Tyngsborough was settled in 1661, as part of the massive Dunstable Township. The town of Dunstable, incorporated in 1673, was named after the hometown of pioneer Edward Tyng. However, a relative of his, and the source of the town of Tyngsborough's name, was Colonel Jonathan Tyng, whose home, the Tyng Mansion House, was one of the oldest north of Boston. He settled near the Merrimack in what is now Tyngsborough in 1675. The house stood until the 1970s, when it was destroyed by arson. Early on Tyngsborough residents fought a series of small and bloody skirmishes with local Native American tribes. Evidence of this can be found in several old colonial homes in town that still have emergency passages that were used during these attacks. In 1789, Tyngsborough's parish split from the rest of Dunstable, making Tyngsborough a recognized district. On February 23, 1809, Tyngsborough became a town.

After Tyngsborough was incorporated it became known for its ferries which traveled up and down the Merrimack River, the quarries that produced granite, and several box companies that started in town. As the town developed, Tyngsborough became a vacation community and had a large seasonal resident population even up until the late 1960s. A notable summer resident was actress Nance O'Neil, whose estate became the campus of the Academy of Notre Dame.

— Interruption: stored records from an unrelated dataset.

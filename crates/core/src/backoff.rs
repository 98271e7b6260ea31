// SPDX-License-Identifier: BUSL-1.1
// Copyright (c) 2026 Alfred Jean LLC

//! Pure retry-delay computation.
//!
//! Strategies are pure functions of `(opts, attemptsMade, error, job data)`
//! with one exception: `decorrelatedJitter` persists its previous delay in a
//! reserved job-data field so the sequence survives retries.

use crate::error::CoreError;
use crate::opts::BackoffOpts;
use rand::Rng;
use serde_json::Value;
use std::sync::Arc;

/// Reserved job-data field holding the previous decorrelated-jitter delay.
///
/// User payloads must not use this key; it is written back by the worker on
/// every retry so the chain continues where it left off.
pub const PREV_DELAY_FIELD: &str = "__grist_prev_delay";

/// User-supplied strategy: `(attemptsMade, errorName, data) -> delayMs`.
pub type CustomBackoff = Arc<dyn Fn(u32, Option<&str>, &Value) -> u64 + Send + Sync>;

/// Named registry entry for custom strategies.
#[derive(Clone)]
pub struct BackoffStrategy {
    pub name: String,
    pub compute: CustomBackoff,
}

impl BackoffStrategy {
    pub fn new(name: impl Into<String>, compute: CustomBackoff) -> Self {
        Self { name: name.into(), compute }
    }
}

/// Compute the retry delay in milliseconds for the given attempt.
///
/// `attempts_made` counts terminal outcomes, so the first retry computes with
/// `attempts_made = 1`. `data` is the job payload; only `decorrelatedJitter`
/// mutates it. `custom` resolves `BackoffOpts::Custom` by name; an unresolved
/// name is a configuration error.
pub fn compute_backoff(
    opts: &BackoffOpts,
    attempts_made: u32,
    error_name: Option<&str>,
    data: &mut Value,
    custom: Option<&CustomBackoff>,
) -> Result<u64, CoreError> {
    let raw = match opts {
        BackoffOpts::Fixed { delay, jitter, .. } => apply_jitter(*delay, *jitter),
        BackoffOpts::Exponential { delay, jitter, .. } => {
            let exp = attempts_made.saturating_sub(1).min(63);
            let base = delay.saturating_mul(1u64 << exp);
            apply_jitter(base, *jitter)
        }
        BackoffOpts::Linear { delay, .. } => delay.saturating_mul(attempts_made as u64),
        BackoffOpts::Polynomial { delay, exponent, .. } => {
            let exponent = exponent.unwrap_or(2.0);
            if exponent <= 0.0 {
                return Err(CoreError::InvalidOptions(format!(
                    "polynomial backoff exponent must be positive, got {exponent}"
                )));
            }
            (*delay as f64 * (attempts_made as f64).powf(exponent)).round() as u64
        }
        BackoffOpts::DecorrelatedJitter { base_delay, max_delay } => {
            decorrelated_jitter(*base_delay, *max_delay, data)
        }
        BackoffOpts::Custom { name, .. } => match custom {
            Some(compute) => compute(attempts_made, error_name, data),
            None => {
                return Err(CoreError::InvalidOptions(format!("unknown backoff strategy: {name}")))
            }
        },
    };

    Ok(match opts.max_delay() {
        Some(max) if max > 0 => raw.min(max),
        _ => raw,
    })
}

/// Uniform in `[delay * (1 - jitter), delay)`; no-op for zero jitter.
fn apply_jitter(delay: u64, jitter: Option<f64>) -> u64 {
    match jitter {
        Some(j) if j > 0.0 && delay > 0 => {
            let lo = (delay as f64 * (1.0 - j)).floor() as u64;
            rand::thread_rng().gen_range(lo..delay.max(lo + 1))
        }
        _ => delay,
    }
}

/// `min(maxDelay, floor(random(baseDelay, prevDelay * 3)))`, persisting the
/// result into the reserved data field.
fn decorrelated_jitter(base_delay: u64, max_delay: u64, data: &mut Value) -> u64 {
    let prev = data
        .get(PREV_DELAY_FIELD)
        .and_then(Value::as_u64)
        .unwrap_or(base_delay)
        .max(base_delay);
    let hi = prev.saturating_mul(3).max(base_delay + 1);
    let next = rand::thread_rng().gen_range(base_delay..hi).min(max_delay);
    if let Value::Object(map) = data {
        map.insert(PREV_DELAY_FIELD.to_string(), Value::from(next));
    }
    next
}

#[cfg(test)]
#[path = "backoff_tests.rs"]
mod tests;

Today, Tyngsborough primarily serves as a bedroom community, part of Greater Lowell and the Nashua, New Hampshire, region, in addition to having a relatively short commute to the Boston area. The town is also known for the Tyngsborough Bridge, a green painted, single-arched, steel bridge over the Merrimack River. Constructed in 1931 as a replacement for an earlier wooden planked structure, this bridge is a major river crossing for residents of Massachusetts and New Hampshire alike with 22,300 daily crossings as of 2007.

== Government ==
The town uses an Open Town Meeting model with a Select Board overseeing the operation of the town. Reporting to the Select Board is the Town Manager who oversees the public employees and day-to-day operations of the town offices. Other elected boards include the Planning Board, School Committee, Finance Committee, Library Trustees, Cemetery Commission, Board of Health, and Sewer Commission.

Tyngsborough is represented in the Massachusetts House of Representatives as a part of the 36th Middlesex District. The town is represented in the Massachusetts Senate as a part of the First Middlesex District. The town is patrolled by the Tyngsborough Police Department with Rich Howe as its Chief and Station A-1, SP Andover Barracks of Troop A of the Massachusetts State Police.

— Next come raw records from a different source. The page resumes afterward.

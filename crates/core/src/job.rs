// SPDX-License-Identifier: BUSL-1.1
// Copyright (c) 2026 Alfred Jean LLC

//! Job entity and durable state machine.

use crate::error::CoreError;
use crate::opts::JobOpts;
use serde::{Deserialize, Serialize};
use serde_json::Value;
use std::collections::HashMap;

/// Data field carrying dead-letter provenance on DLQ jobs.
pub const DLQ_META_FIELD: &str = "_dlqMeta";

/// Durable states a job id can occupy. A job is in exactly one at any
/// instant (plus transiently in the stalled set).
#[derive(Debug, Clone, Copy, PartialEq, Eq, Hash, Serialize, Deserialize)]
#[serde(rename_all = "kebab-case")]
pub enum JobState {
    Wait,
    Paused,
    Active,
    Delayed,
    Prioritized,
    WaitingChildren,
    Completed,
    Failed,
}

crate::simple_display! {
    JobState {
        Wait => "wait",
        Paused => "paused",
        Active => "active",
        Delayed => "delayed",
        Prioritized => "prioritized",
        WaitingChildren => "waiting-children",
        Completed => "completed",
        Failed => "failed",
    }
}

impl std::str::FromStr for JobState {
    type Err = CoreError;

    fn from_str(s: &str) -> Result<Self, Self::Err> {
        match s {
            "wait" => Ok(Self::Wait),
            "paused" => Ok(Self::Paused),
            "active" => Ok(Self::Active),
            "delayed" => Ok(Self::Delayed),
            "prioritized" => Ok(Self::Prioritized),
            "waiting-children" => Ok(Self::WaitingChildren),
            "completed" => Ok(Self::Completed),
            "failed" => Ok(Self::Failed),
            other => Err(CoreError::InvalidOptions(format!("unknown job state: {other}"))),
        }
    }
}

impl JobState {
    /// Terminal states: the job will not run again without operator action.
    pub fn is_finished(&self) -> bool {
        matches!(self, Self::Completed | Self::Failed)
    }
}

/// Provenance carried by jobs routed to a dead-letter queue.
#[derive(Debug, Clone, PartialEq, Serialize, Deserialize)]
#[serde(rename_all = "camelCase")]
pub struct DlqMeta {
    pub source_queue: String,
    pub original_job_id: String,
    pub failed_reason: String,
    pub stacktrace: Vec<String>,
    pub attempts_made: u32,
    pub dead_lettered_at: u64,
    pub original_timestamp: u64,
    pub original_opts: JobOpts,
}

/// A job instance as read from its Redis hash.
///
/// Mutated only by state scripts; this struct is a client-side view.
#[derive(Debug, Clone, Serialize, Deserialize)]
pub struct Job {
    pub id: String,
    pub name: String,
    /// Queue this view was read from.
    pub queue: String,
    pub data: Value,
    pub opts: JobOpts,
    /// Creation time, epoch ms.
    pub timestamp: u64,
    /// Terminal outcomes recorded so far.
    pub attempts_made: u32,
    /// Fetches recorded so far (`attempts_made <= attempts_started`).
    pub attempts_started: u32,
    pub stalled_counter: u32,
    pub processed_on: Option<u64>,
    pub finished_on: Option<u64>,
    pub returnvalue: Option<Value>,
    pub failed_reason: Option<String>,
    /// Bounded ring of failure stacktraces, newest first.
    pub stacktrace: Vec<String>,
    pub progress: Value,
    /// Child-to-parent edge (full parent job key), when this job is a
    /// dependency of a flow parent.
    pub parent_key: Option<String>,
}

impl Job {
    /// Build a view from a raw `HGETALL` reply.
    pub fn from_hash(
        queue: &str,
        id: &str,
        fields: HashMap<String, Vec<u8>>,
    ) -> Result<Self, CoreError> {
        let text = |key: &str| -> Option<String> {
            fields.get(key).map(|v| String::from_utf8_lossy(v).into_owned())
        };
        let int = |key: &str| -> Option<u64> { text(key).and_then(|v| v.parse().ok()) };

        let opts = match fields.get("opts") {
            Some(raw) => crate::codec::decode(raw)?,
            None => JobOpts::default(),
        };
        let data = match text("data") {
            Some(raw) => serde_json::from_str(&raw)?,
            None => Value::Null,
        };
        let stacktrace = match text("stacktrace") {
            Some(raw) => serde_json::from_str(&raw)?,
            None => Vec::new(),
        };
        let returnvalue = match text("returnvalue") {
            Some(raw) => Some(serde_json::from_str(&raw)?),
            None => None,
        };
        let progress = match text("progress") {
            Some(raw) => serde_json::from_str(&raw).unwrap_or(Value::Null),
            None => Value::Null,
        };

        Ok(Self {
            id: id.to_string(),
            name: text("name").unwrap_or_default(),
            queue: queue.to_string(),
            data,
            opts,
            timestamp: int("timestamp").unwrap_or(0),
            attempts_made: int("attemptsMade").unwrap_or(0) as u32,
            attempts_started: int("attemptsStarted").unwrap_or(0) as u32,
            stalled_counter: int("stalledCounter").unwrap_or(0) as u32,
            processed_on: int("processedOn"),
            finished_on: int("finishedOn"),
            returnvalue,
            failed_reason: text("failedReason"),
            stacktrace,
            progress,
            parent_key: text("parentKey"),
        })
    }

    /// The canonical full job key within `keys`.
    pub fn key(&self, keys: &crate::keys::KeySpace) -> String {
        keys.job(&self.id)
    }

    /// Whether every configured attempt has been consumed.
    pub fn attempts_exhausted(&self) -> bool {
        self.attempts_made >= self.opts.attempts
    }

    /// Record a failed attempt client-side before reporting it: appends to
    /// the stacktrace ring (newest first, bounded) and sets the reason.
    pub fn record_failure(&mut self, reason: impl Into<String>, stack: impl Into<String>) {
        self.stacktrace.insert(0, stack.into());
        let limit = self.opts.stacktrace_limit.max(1);
        self.stacktrace.truncate(limit);
        self.failed_reason = Some(reason.into());
    }

    /// Dead-letter provenance, when this job lives on a DLQ.
    pub fn dlq_meta(&self) -> Option<DlqMeta> {
        let raw = self.data.get(DLQ_META_FIELD)?;
        serde_json::from_value(raw.clone()).ok()
    }

    /// The job's payload with DLQ provenance stripped (replay shape).
    pub fn data_without_dlq_meta(&self) -> Value {
        match &self.data {
            Value::Object(map) => {
                let mut map = map.clone();
                map.remove(DLQ_META_FIELD);
                Value::Object(map)
            }
            other => other.clone(),
        }
    }
}

crate::builder! {
    pub struct JobBuilder => Job {
        into {
            id: String = "1",
            name: String = "test-job",
            queue: String = "test",
        }
        set {
            data: Value = serde_json::json!({}),
            opts: JobOpts = JobOpts::default(),
            timestamp: u64 = 1_000_000,
            attempts_made: u32 = 0,
            attempts_started: u32 = 0,
            stalled_counter: u32 = 0,
            stacktrace: Vec<String> = Vec::new(),
            progress: Value = Value::Null,
        }
        option {
            processed_on: u64 = None,
            finished_on: u64 = None,
            returnvalue: Value = None,
            failed_reason: String = None,
            parent_key: String = None,
        }
    }
}

#[cfg(test)]
#[path = "job_tests.rs"]
mod tests;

At the federal level, Tyngsborough is a part of Massachusetts's 3rd congressional district, and is currently represented by Lori Trahan. The state's senior (Class II) member of the United States Senate, is Elizabeth Warren. The junior senator from Massachusetts is Ed Markey who was elected in 2013.

==Geography==
According to the United States Census Bureau, the town has a total area of 18.0 sqmi, of which 16.9 sqmi is land and 1.2 sqmi (6.65%) is water.

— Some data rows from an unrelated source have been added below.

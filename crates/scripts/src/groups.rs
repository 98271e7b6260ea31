// SPDX-License-Identifier: BUSL-1.1
// Copyright (c) 2026 Alfred Jean LLC

//! Group creation and lifecycle scripts.

use crate::add::{apply_add_job, AddJobArgs};
use crate::engine::StateEngine;
use crate::reply;
use crate::ScriptError;
use grist_core::error::CoreError;
use grist_core::group::{CompensationSpec, GroupState};
use grist_core::keys::KeySpace;
use redis::Value;
use std::collections::HashMap;

/// Outcome of a group cancellation.
#[derive(Debug)]
pub enum CancelOutcome {
    /// No member had completed; the group settled to FAILED.
    Failed,
    /// Completed members need compensation; their job keys are returned.
    Compensating { completed_keys: Vec<String> },
    /// The group was already compensating; pending members were cancelled.
    AlreadyCompensating,
}

impl StateEngine {
    /// Create a group and insert its members in one atomic transaction.
    ///
    /// Member job ids must be pre-assigned by the caller so the member index
    /// can be seeded alongside the insertions. Returns the member ids in
    /// input order.
    #[allow(clippy::too_many_arguments)]
    pub async fn add_group(
        &self,
        group_id: &str,
        group_name: &str,
        created_at: u64,
        members: &[AddJobArgs],
        compensation: Option<&HashMap<String, CompensationSpec>>,
    ) -> Result<Vec<String>, ScriptError> {
        let keys = self.keys();
        let mut conn = self.connection();

        let exists: i64 = redis::cmd("EXISTS")
            .arg(keys.group(group_id))
            .query_async(&mut conn)
            .await?;
        if exists == 1 {
            return Err(CoreError::GroupExists(group_id.to_string()).into());
        }

        // EVALSHA inside MULTI cannot recover from NOSCRIPT; load up front.
        self.catalog().add_group.prepare_invoke().load_async(&mut conn).await?;
        self.catalog().add_job.prepare_invoke().load_async(&mut conn).await?;

        let compensation_json = match compensation {
            Some(map) => serde_json::to_string(map)?,
            None => String::new(),
        };

        let mut group_invocation = self.catalog().add_group.prepare_invoke();
        group_invocation
            .key(keys.group(group_id))
            .key(keys.group_jobs(group_id))
            .key(keys.groups_index())
            .arg(group_id)
            .arg(group_name)
            .arg(created_at)
            .arg(members.len())
            .arg(compensation_json);
        for member in members {
            let id = member.opts.job_id.as_deref().unwrap_or("");
            group_invocation.arg(keys.job(id));
        }

        let mut member_invocations = Vec::with_capacity(members.len());
        for member in members {
            member.opts.validate()?;
            let mut invocation = self.catalog().add_job.prepare_invoke();
            apply_add_job(&mut invocation, self, member, created_at)?;
            member_invocations.push(invocation);
        }

        let mut pipe = redis::pipe();
        pipe.atomic();
        pipe.invoke_script(&group_invocation);
        for invocation in &member_invocations {
            pipe.invoke_script(invocation);
        }
        let replies: Vec<Value> = pipe.query_async(&mut conn).await?;

        if replies.first().and_then(reply::as_int) == Some(0) {
            return Err(CoreError::GroupExists(group_id.to_string()).into());
        }
        Ok(replies.iter().skip(1).filter_map(reply::as_string).collect())
    }

    /// Cancel a group's pending members and settle its state.
    pub async fn cancel_group_jobs(
        &self,
        group_id: &str,
        now: u64,
    ) -> Result<CancelOutcome, ScriptError> {
        let keys = self.keys();
        let mut conn = self.connection();
        let value: Value = self
            .catalog()
            .cancel_group_jobs
            .key(keys.group(group_id))
            .key(keys.group_jobs(group_id))
            .key(keys.wait())
            .key(keys.paused())
            .key(keys.delayed())
            .key(keys.prioritized())
            .key(keys.events())
            .key(keys.meta())
            .arg(now)
            .invoke_async(&mut conn)
            .await?;

        if let Some(code) = reply::as_int(&value).filter(|n| *n < 0) {
            return Err(ScriptError::from_code(code, "cancelGroup", group_id));
        }
        let items =
            reply::as_array(&value).ok_or_else(|| reply::unexpected("cancelGroup", &value))?;
        match items.first().and_then(reply::as_int).unwrap_or(0) {
            4 => Ok(CancelOutcome::Compensating {
                completed_keys: items.iter().skip(1).filter_map(reply::as_string).collect(),
            }),
            0 => {
                let state: Option<String> = redis::cmd("HGET")
                    .arg(keys.group(group_id))
                    .arg("state")
                    .query_async(&mut conn)
                    .await?;
                if state.as_deref() == Some("COMPENSATING") {
                    Ok(CancelOutcome::AlreadyCompensating)
                } else {
                    Ok(CancelOutcome::Failed)
                }
            }
            _ => Err(reply::unexpected("cancelGroup", &value)),
        }
    }

    /// Record one compensation outcome against a group that may live in a
    /// sibling queue's keyspace; returns the resulting group state.
    pub async fn update_group_compensation(
        &self,
        source: &KeySpace,
        group_id: &str,
        succeeded: bool,
        now: u64,
    ) -> Result<GroupState, ScriptError> {
        let mut conn = self.connection();
        let value: Value = self
            .catalog()
            .update_group_compensation
            .key(source.group(group_id))
            .key(source.events())
            .key(source.meta())
            .arg(if succeeded { "ok" } else { "fail" })
            .arg(now)
            .invoke_async(&mut conn)
            .await?;

        if let Some(code) = reply::as_int(&value).filter(|n| *n < 0) {
            return Err(ScriptError::from_code(code, "updateGroupCompensation", group_id));
        }
        let state = reply::as_string(&value)
            .ok_or_else(|| reply::unexpected("updateGroupCompensation", &value))?;
        Ok(state.parse()?)
    }

    /// Record the size of a dispatched compensation batch.
    pub async fn set_total_compensation_jobs(
        &self,
        group_id: &str,
        total: u32,
    ) -> Result<(), ScriptError> {
        let mut conn = self.connection();
        let _: i64 = redis::cmd("HSET")
            .arg(self.keys().group(group_id))
            .arg("totalCompensationJobs")
            .arg(total)
            .query_async(&mut conn)
            .await?;
        Ok(())
    }
}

Besides a series of lakes and ponds that dot Tyngsborough, the town is split in two by the Merrimack River, which runs roughly north–south near the center of town. The land is mostly rolling hills, small cleared fields, and wooded land. Marshlands can also be found in the area, although they are less prevalent than in surrounding towns.

==Transportation==
The LRTA 10 bus connects eastern Tyngsborough with Dracut and the Lowell train station on the MBTA Commuter Rail Lowell Line.

== Schools ==
The Tyngsborough Public School district is coterminous with the town, and supports three schools containing a total of 2,300 students between them.

- Tyngsborough Elementary School (grades Pre-K–5)
- Tyngsborough Middle School (grades 6–8)
- Tyngsborough High School (grades 9–12)

Additionally, Tyngsborough is home to Greater Lowell Technical High School, a public vocational school which serves the towns of Tyngsborough, Dracut, and Dunstable as well as the city of Lowell. There is also one private school in Tyngsborough, the Academy of Notre Dame.

The town also has one public charter school, Innovation Academy Charter School, serving over 800 students in grades 5 through 12. Innovation Academy moved to the town in September 2008 from neighboring Chelmsford.

There are no colleges or universities in Tyngsborough, although Boston University once maintained a corporate education facility there, but it has since been moved to nearby Chelmsford.

The Winslow School is a former school which was located on Winslow Drive. It opened in 1895 and closed in the early 2000s. The school was named after Sarah Winslow, who acquired a trust from Harvard College that is still an income for Tyngsborough. It was two stories high and 17,569 square feet in area. It had tennis courts, and playing fields in the back. As of 2014, the school lies abandoned in the Tyngsborough town center.

==Demographics==

As of the census of 2000, there were 11,081 people, 3,731 households, and 2,947 families residing in the town. The population density was 657.4 PD/sqmi. There were 3,806 housing units at an average density of 225.8 /sqmi. The racial makeup of the town was 95.63% White, 0.50% African American, 0.23% Native American, 2.48% Asian, 0.04% Pacific Islander, 0.14% from other races, and 0.99% from two or more races. Hispanic or Latino of any race were 1.11% of the population.

There were 3,731 households, out of which 44.6% had children under the age of 18 living with them, 67.5% were married couples living together, 8.5% had a female householder with no husband present, and 21.0% were non-families. Of all households, 16.1% were made up of individuals, and 4.9% had someone living alone who was 65 years of age or older. The average household size was 2.97 and the average family size was 3.37.

In the town, the population was spread out, with 30.3% under the age of 18, 5.7% from 18 to 24, 35.7% from 25 to 44, 21.6% from 45 to 64, and 6.6% who were 65 years of age or older. The median age was 35 years. For every 100 females, there were 97.5 males. For every 100 females age 18 and over, there were 94.5 males.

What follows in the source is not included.